Mad Mike Conquers Pikes Peak
Claims 2 x World Record Times
At the 101st Running of the iconic 12.42-mile Pikes Peak International Hillclimb, after steering his way through the 156-turns has seen Mad Mike Whiddett add a further accolade to his well-distinguished career, becoming the fastest Mazda and fastest rotary in the history of the race to the summit.
In a specially-built 1400hp, rear-wheel-drive, four-rotor TwinTurbo Mazda3, Whiddett completed the 14,115 ft hill climb in a time of 10 minutes and 34.980 seconds.
Whiddett's time beats a long-standing record set by another New Zealander, Rod Millen, who Whiddett says he looks up to for his sports achievements.
“It's absolutely incredible,” Whiddett said in his interview following his record-breaking run. “Behind the scenes, I've done so much study since this project came about. A huge inspiration of mine is the Millens, Rod Millen, the fastest Mazda up this hill, the fastest time in a Mazda and a rotary of 11 minutes 51.
“Like I said, I was studying a lot over the past two years when Mazda pitched this project, and never once did they say it's a whole week of practice and testing and qualifying where you're waking up at 2 o'clock in the morning for 3 o'clock at the bottom of the hill. This is all the teams, so massive credibility and respect for all of them here at Pikes Peak. We're on the line at 5 o'clock in the morning, and you're sitting on the line, and the nerves are through the roof.
“I haven't had nerves like this since I flipped a dirt bike onto dirt with no foam pad or anything like that. But this is way, way higher. You're sitting on the line at 5 o'clock in the morning and are surrounded by snow and ice and off to shoot 140mph with the best of the best.
“I'm a car builder myself, and just to see the creations that people build and come together. One hundred and one years at Pikes Peak is a massive achievement for Pikes Peak, so congratulations and thank you for having this mad Kiwi come up here with my Japanese team.
“We've probably got the most multicultural team. We've got Australia, Japan, myself from New Zealand, we've got Brazilian in there, Vietnamese, US, we've got it all, and we get to enjoy motorsport together.”
The car itself comes off the back of a multi-year project to tackle the unforgiving event, with the likes of Mazda and Whiddett's Formula Drift car builders getting in on the action. The RWD conversion meant a high aero package was a necessity to keep the car pointing the right direction, something he is not usually accustomed to.

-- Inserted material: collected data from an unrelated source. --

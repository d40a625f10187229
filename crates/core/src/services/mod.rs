//! Business logic services.

pub mod comment;
pub mod commentable;
pub mod moderation;
pub mod post;
pub mod reaction;
pub mod stats;
pub mod user;
pub mod video;

#[cfg(test)]
pub(crate) mod test_support;

pub use comment::{
    CommentNode, CommentQuery, CommentService, CommentView, CreateCommentInput,
    UpdateCommentInput,
};
pub use commentable::{Commentable, CommentableResolver};
pub use moderation::{
    CreateReportInput, ModerationService, ReportOutcome, ReportQuery, ReportView,
    ReviewReportInput,
};
pub use post::{CreatePostInput, PostQuery, PostService, UpdatePostInput};
pub use reaction::{
    ReactionQuery, ReactionService, ReactionSummary, UpsertPlan, UpsertReactionInput, plan_upsert,
};
pub use stats::{ModerationStats, Stats, StatsService, UserStats};
pub use user::{RegisterInput, Registration, UserService};
pub use video::{CreateVideoInput, UpdateVideoInput, VideoQuery, VideoService};
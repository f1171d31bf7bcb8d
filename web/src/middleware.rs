//! Correlation-id middleware.
//!
//! Every request gets an id (taken from `X-Correlation-ID` when it is a valid
//! UUID, generated otherwise). The id is stored in the request extensions as
//! a [`CorrelationId`], the request runs inside an `http_request` span carrying
//! it, and the response echoes it back in the same header.
//!
//! ```ignore
//! let app = Router::new()
//!     .route("/orders", post(create_order))
//!     .layer(correlation_id_layer());
//! ```

use crate::extractors::CorrelationId;
use axum::{extract::Request, http::HeaderValue, response::Response};
use std::task::{Context, Poll};
use tower::{Layer, Service};
use tracing::Instrument;
use uuid::Uuid;

/// Header name for correlation ID.
pub const CORRELATION_ID_HEADER: &str = "X-Correlation-ID";

/// Create a layer that adds correlation ID tracking to all requests.
#[must_use]
pub const fn correlation_id_layer() -> CorrelationIdLayer {
    CorrelationIdLayer
}

/// Layer for correlation ID tracking.
#[derive(Clone, Copy, Debug)]
pub struct CorrelationIdLayer;

impl<S> Layer<S> for CorrelationIdLayer {
    type Service = CorrelationIdMiddleware<S>;

    fn layer(&self, inner: S) -> Self::Service {
        CorrelationIdMiddleware { inner }
    }
}

/// Middleware service for correlation ID tracking.
#[derive(Clone, Debug)]
pub struct CorrelationIdMiddleware<S> {
    inner: S,
}

impl<S> Service<Request> for CorrelationIdMiddleware<S>
where
    S: Service<Request, Response = Response> + Send + 'static,
    S::Future: Send + 'static,
{
    type Response = S::Response;
    type Error = S::Error;
    type Future = std::pin::Pin<
        Box<dyn std::future::Future<Output = Result<Self::Response, Self::Error>> + Send>,
    >;

    fn poll_ready(&mut self, cx: &mut Context<'_>) -> Poll<Result<(), Self::Error>> {
        self.inner.poll_ready(cx)
    }

    fn call(&mut self, mut req: Request) -> Self::Future {
        let correlation_id = req
            .headers()
            .get(CORRELATION_ID_HEADER)
            .and_then(|v| v.to_str().ok())
            .and_then(|s| Uuid::parse_str(s).ok())
            .unwrap_or_else(Uuid::new_v4);

        req.extensions_mut().insert(CorrelationId(correlation_id));

        let span = tracing::info_span!(
            "http_request",
            correlation_id = %correlation_id,
            method = %req.method(),
            path = %req.uri().path(),
        );

        let fut = self.inner.call(req);

        Box::pin(async move {
            let mut response = fut.instrument(span).await?;

            if let Ok(header_value) = HeaderValue::from_str(&correlation_id.to_string()) {
                response
                    .headers_mut()
                    .insert(CORRELATION_ID_HEADER, header_value);
            }

            Ok(response)
        })
    }
}
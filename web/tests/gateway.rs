//! Notification gateway handshake and session lifecycle, against a real
//! listener with a `tokio-tungstenite` client.

#![allow(clippy::unwrap_used, clippy::expect_used, clippy::panic)]

use axum::body::Body;
use axum::http::{Request, StatusCode};
use courier_core::order::UserId;
use courier_testing::StaticTokenValidator;
use courier_web::{ConnectionRegistry, GatewayState, gateway_router};
use futures::{SinkExt, StreamExt};
use std::net::SocketAddr;
use std::sync::Arc;
use std::time::Duration;
use tokio::net::TcpStream;
use tokio::sync::broadcast;
use tokio_tungstenite::tungstenite::client::IntoClientRequest;
use tokio_tungstenite::tungstenite::{self, Message};
use tokio_tungstenite::{MaybeTlsStream, WebSocketStream};
use tower::ServiceExt;

type Client = WebSocketStream<MaybeTlsStream<TcpStream>>;

struct Gateway {
    addr: SocketAddr,
    registry: ConnectionRegistry,
    validator: Arc<StaticTokenValidator>,
    shutdown: broadcast::Sender<()>,
}

async fn start(configure: impl FnOnce(GatewayState) -> GatewayState) -> Gateway {
    courier_testing::helpers::init_tracing();

    let registry = ConnectionRegistry::new();
    let validator = Arc::new(StaticTokenValidator::new());
    let (shutdown, _) = broadcast::channel(1);
    let state = configure(
        GatewayState::new(registry.clone(), validator.clone(), shutdown.clone())
            .with_ping_interval(Duration::from_secs(3600)),
    );

    let listener = tokio::net::TcpListener::bind("127.0.0.1:0").await.unwrap();
    let addr = listener.local_addr().unwrap();
    tokio::spawn(async move {
        axum::serve(listener, gateway_router(state)).await.unwrap();
    });

    Gateway {
        addr,
        registry,
        validator,
        shutdown,
    }
}

async fn connect(
    addr: SocketAddr,
    headers: &[(&'static str, &str)],
) -> Result<Client, tungstenite::Error> {
    let mut request = format!("ws://{addr}/ws").into_client_request().unwrap();
    for (name, value) in headers {
        request.headers_mut().insert(*name, value.parse().unwrap());
    }
    tokio_tungstenite::connect_async(request)
        .await
        .map(|(stream, _)| stream)
}

async fn connect_as(addr: SocketAddr, token: &str) -> Client {
    let bearer = format!("Bearer {token}");
    connect(addr, &[("authorization", bearer.as_str())])
        .await
        .expect("handshake should succeed")
}

fn rejected_status(result: Result<Client, tungstenite::Error>) -> (StatusCode, String) {
    match result {
        Err(tungstenite::Error::Http(response)) => {
            let body = response
                .body()
                .as_ref()
                .map(|b| String::from_utf8_lossy(b).to_string())
                .unwrap_or_default();
            (StatusCode::from_u16(response.status().as_u16()).unwrap(), body)
        }
        Err(other) => panic!("unexpected error: {other}"),
        Ok(_) => panic!("handshake unexpectedly succeeded"),
    }
}

async fn wait_for_connections(registry: &ConnectionRegistry, expected: usize) {
    for _ in 0..200 {
        if registry.connection_count() == expected {
            return;
        }
        tokio::time::sleep(Duration::from_millis(10)).await;
    }
    panic!(
        "expected {expected} connections, have {}",
        registry.connection_count()
    );
}

async fn next_text(client: &mut Client) -> String {
    loop {
        let frame = tokio::time::timeout(Duration::from_secs(5), client.next())
            .await
            .expect("frame should arrive")
            .expect("stream open")
            .expect("frame ok");
        if let Message::Text(text) = frame {
            return text.to_string();
        }
    }
}

#[tokio::test]
async fn missing_authorization_is_bad_request() {
    let gw = start(|s| s).await;

    let (status, _) = rejected_status(connect(gw.addr, &[]).await);
    assert_eq!(status, StatusCode::BAD_REQUEST);
    assert_eq!(gw.validator.calls(), 0);
}

#[tokio::test]
async fn empty_bearer_is_bad_request() {
    let gw = start(|s| s).await;

    let (status, _) =
        rejected_status(connect(gw.addr, &[("authorization", "Bearer ")]).await);
    assert_eq!(status, StatusCode::BAD_REQUEST);
    assert_eq!(gw.validator.calls(), 0);
}

#[tokio::test]
async fn invalid_token_is_unauthorized_with_reason() {
    let gw = start(|s| s).await;

    let (status, body) =
        rejected_status(connect(gw.addr, &[("authorization", "Bearer nope")]).await);
    assert_eq!(status, StatusCode::UNAUTHORIZED);
    assert!(body.contains("invalid token"), "body: {body}");
    assert_eq!(gw.registry.connection_count(), 0);
}

#[tokio::test]
async fn unreachable_auth_service_is_unauthorized() {
    let gw = start(|s| s).await;
    gw.validator.insert("good", UserId::random(), "client");
    gw.validator.set_unreachable(Some("connection refused"));

    let (status, body) =
        rejected_status(connect(gw.addr, &[("authorization", "Bearer good")]).await);
    assert_eq!(status, StatusCode::UNAUTHORIZED);
    assert!(body.contains("connection refused"), "body: {body}");
}

#[tokio::test]
async fn disallowed_origin_is_forbidden() {
    let gw = start(|s| s.with_allowed_origins(vec!["https://app.example".to_string()])).await;
    gw.validator.insert("good", UserId::random(), "client");

    let (status, _) = rejected_status(
        connect(
            gw.addr,
            &[
                ("authorization", "Bearer good"),
                ("origin", "https://evil.example"),
            ],
        )
        .await,
    );
    assert_eq!(status, StatusCode::FORBIDDEN);
    assert_eq!(gw.validator.calls(), 0);

    let client = connect(
        gw.addr,
        &[
            ("authorization", "Bearer good"),
            ("origin", "https://app.example"),
        ],
    )
    .await;
    assert!(client.is_ok());
}

#[tokio::test]
async fn plain_request_with_valid_token_is_bad_request() {
    let registry = ConnectionRegistry::new();
    let user = UserId::random();
    let validator = Arc::new(StaticTokenValidator::new().with_token("good", user));
    let (shutdown, _) = broadcast::channel(1);
    let app = gateway_router(GatewayState::new(registry, validator, shutdown));

    let response = app
        .oneshot(
            Request::builder()
                .uri("/ws")
                .header("authorization", "Bearer good")
                .body(Body::empty())
                .unwrap(),
        )
        .await
        .unwrap();
    assert_eq!(response.status(), StatusCode::BAD_REQUEST);
}

#[tokio::test]
async fn valid_token_registers_session_until_close() {
    let gw = start(|s| s).await;
    let user = UserId::random();
    gw.validator.insert("good", user, "client");

    let mut client = connect_as(gw.addr, "good").await;
    wait_for_connections(&gw.registry, 1).await;

    let sessions = gw.registry.get(user).expect("user registered");
    assert_eq!(sessions.len(), 1);
    let frame = r#"{"type":"order.cancelled"}"#;
    sessions[0].push(frame.to_string()).unwrap();
    assert_eq!(next_text(&mut client).await, frame);

    client.close(None).await.unwrap();
    wait_for_connections(&gw.registry, 0).await;
    assert!(gw.registry.get(user).is_none());
}

#[tokio::test]
async fn one_user_may_hold_several_sessions() {
    let gw = start(|s| s).await;
    let user = UserId::random();
    gw.validator.insert("good", user, "client");

    let mut phone = connect_as(gw.addr, "good").await;
    let mut laptop = connect_as(gw.addr, "good").await;
    wait_for_connections(&gw.registry, 2).await;
    assert_eq!(gw.registry.user_count(), 1);

    for handle in gw.registry.get(user).unwrap() {
        handle.push("hello".to_string()).unwrap();
    }
    assert_eq!(next_text(&mut phone).await, "hello");
    assert_eq!(next_text(&mut laptop).await, "hello");

    drop(phone);
    wait_for_connections(&gw.registry, 1).await;
    assert_eq!(gw.registry.get(user).unwrap().len(), 1);
}

#[tokio::test]
async fn shutdown_closes_sessions() {
    let gw = start(|s| s).await;
    gw.validator.insert("good", UserId::random(), "client");

    let mut client = connect_as(gw.addr, "good").await;
    wait_for_connections(&gw.registry, 1).await;

    gw.shutdown.send(()).unwrap();
    wait_for_connections(&gw.registry, 0).await;

    let closed = tokio::time::timeout(Duration::from_secs(5), async {
        while let Some(frame) = client.next().await {
            if matches!(frame, Ok(Message::Close(_)) | Err(_)) {
                return;
            }
        }
    })
    .await;
    assert!(closed.is_ok());
}

#[tokio::test]
async fn sessions_are_pinged() {
    let gw = start(|s| s.with_ping_interval(Duration::from_millis(50))).await;
    gw.validator.insert("good", UserId::random(), "client");

    let mut client = connect_as(gw.addr, "good").await;
    let frame = tokio::time::timeout(Duration::from_secs(5), client.next())
        .await
        .expect("ping should arrive")
        .unwrap()
        .unwrap();
    assert!(matches!(frame, Message::Ping(_)));
}

#[tokio::test]
async fn zero_ping_interval_disables_pings() {
    let gw = start(|s| s.with_ping_interval(Duration::ZERO)).await;
    let user = UserId::random();
    gw.validator.insert("good", user, "client");

    let mut client = connect_as(gw.addr, "good").await;
    wait_for_connections(&gw.registry, 1).await;

    let quiet = tokio::time::timeout(Duration::from_millis(200), client.next()).await;
    assert!(quiet.is_err(), "no frame expected, got {quiet:?}");

    let sessions = gw.registry.get(user).unwrap();
    sessions[0].push("still here".to_string()).unwrap();
    assert_eq!(next_text(&mut client).await, "still here");

    drop(client);
    wait_for_connections(&gw.registry, 0).await;
}
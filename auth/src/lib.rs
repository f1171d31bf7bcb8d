//! # Courier Auth
//!
//! Client for the external auth gateway. The notification gateway uses
//! [`AuthClient`] as its [`TokenValidator`](courier_core::identity::TokenValidator)
//! to turn `Authorization: Bearer` tokens into user ids.
//!
//! Contract (JSON over HTTP):
//!
//! | Call | Request | Response |
//! |------|---------|----------|
//! | `POST /auth/validate` | `{token}` | `{success, user_id, role}` |
//! | `POST /auth/login` | `{email, password}` | `{token}` |
//! | `POST /auth/register` | `{email, password}` | `{success}` |

#![forbid(unsafe_code)]
#![warn(missing_docs)]

pub mod client;

pub use client::AuthClient;
pub use courier_core::identity::{AuthError, Identity};
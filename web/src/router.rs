//! Route tables for the two services.

use crate::handlers::{gateway, health, orders};
use crate::middleware::correlation_id_layer;
use crate::state::{AppState, GatewayState};
use axum::{
    Router,
    routing::{get, post},
};
use tower_http::trace::TraceLayer;

/// Routes of the order service.
pub fn order_router(state: AppState) -> Router {
    Router::new()
        .route("/orders", post(orders::create_order))
        .route("/orders/available", get(orders::get_available_orders))
        .route("/orders/:order_id", get(orders::get_order))
        .route("/orders/:order_id/cancel", post(orders::cancel_order))
        .route("/orders/:order_id/complete", post(orders::complete_order))
        .route("/users/:user_id/orders", get(orders::get_user_orders))
        .route("/health", get(health::health_check))
        .route("/ready", get(health::readiness))
        .layer(TraceLayer::new_for_http())
        .layer(correlation_id_layer())
        .with_state(state)
}

/// Routes of the notification gateway.
pub fn gateway_router(state: GatewayState) -> Router {
    Router::new()
        .route("/ws", get(gateway::ws_handler))
        .route("/health", get(health::health_check))
        .route("/ready", get(health::readiness))
        .layer(correlation_id_layer())
        .with_state(state)
}
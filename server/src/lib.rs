//! Service assembly for Courier.
//!
//! Two binaries share this crate:
//!
//! - **order-service**: the order API over Postgres, publishing to
//!   `order.events` directly or through the transactional outbox
//! - **notification-service**: consumes every order queue and pushes each
//!   event to the owning user's WebSocket sessions
//!
//! Both load [`Config`] from the environment, install tracing with
//! [`init_tracing`], and hand control to [`Application::run`].

#![forbid(unsafe_code)]
#![warn(missing_docs, clippy::pedantic)]
#![allow(clippy::module_name_repetitions)]

pub mod app;
pub mod config;
pub mod notifier;
pub mod telemetry;

pub use app::{Application, notification_consumers, topology};
pub use config::{Config, ConfigError, LogFormat};
pub use notifier::{Notifier, NotifyReport, OrderEventHandler};
pub use telemetry::init_tracing;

“Mazda initially pitched this project to do a Production Class, front-wheel drive, four-cylinder Mazda 3, Whiddett adds. “For me, I'm a rotary guy from New Zealand, and I've been doing rotary since I was 13, not because they were cool but because they were cheap, they were loud and just fun. People either love them or hate them.
“We pitched a Mazda and were like, ‘Let's do a rotary'. So we did a front-wheel drive conversion to a rear-wheel drive. We built this thing to Formula Drift rules as well; that's what we know, we've won that championship, and we've used all the parts that we use in our pro drift cars.
“We also showcase how fast drift cars are and how crazy they are now because a lot of people still look at drifters as just a bunch of boy racers, but we represent some of the world's biggest brands, and we've got some amazing drivers. If you look at Rhys Millen, Tanner Foust and Daijiro Yoshihara, they're all kings of the mountains out here and showcasing that drift talent.
“For me, its been a big challenge to just learn the tyre. I'm a rookie, not just on the mountain, but I'm a rookie when it comes to running slicks. I've done a bit of GT3 racing, thanks to Tony Quinn and Hampton Downs, they're a huge partner of ours, and that's the only experience I've had on running a slick, and that's in a GT3 as well, which is like cheating, I feel, after driving this thing.”
“I think I just about lost it over the finish. I was exhausted and had run out of energy, and the car temps were about 127 degrees.”